▶ [Problem statement]: Go to the line that includes "impl AdminApi for" and retype it, then every line after it to the end of the data, adding nothing.

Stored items
# # # # #

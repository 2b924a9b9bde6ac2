//! Admin Endpoints

use async_trait::async_trait;
use reqwest::Method;

use super::{ApiResult, RestApi};
use crate::models::AdminUser;

#[async_trait(?Send)]
pub trait AdminApi {
    async fn list_users(&self) -> ApiResult<Vec<AdminUser>>;
    async fn delete_user(&self, id: &str) -> ApiResult<()>;
}

#[async_trait(?Send)]
impl AdminApi for RestApi {
    async fn list_users(&self) -> ApiResult<Vec<AdminUser>> {
        self.fetch(self.request(Method::GET, self.url(&["admin", "users"]))).await
    }

    async fn delete_user(&self, id: &str) -> ApiResult<()> {
        self.execute(self.request(Method::DELETE, self.url(&["admin", "users", id]))).await
    }
}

# # # # #

▶ [Written response]:
impl AdminApi for RestApi {
    async fn list_users(&self) -> ApiResult<Vec<AdminUser>> {
        self.fetch(self.request(Method::GET, self.url(&["admin", "users"]))).await
    }

    async fn delete_user(&self, id: &str) -> ApiResult<()> {
        self.execute(self.request(Method::DELETE, self.url(&["admin", "users", id]))).await
    }
}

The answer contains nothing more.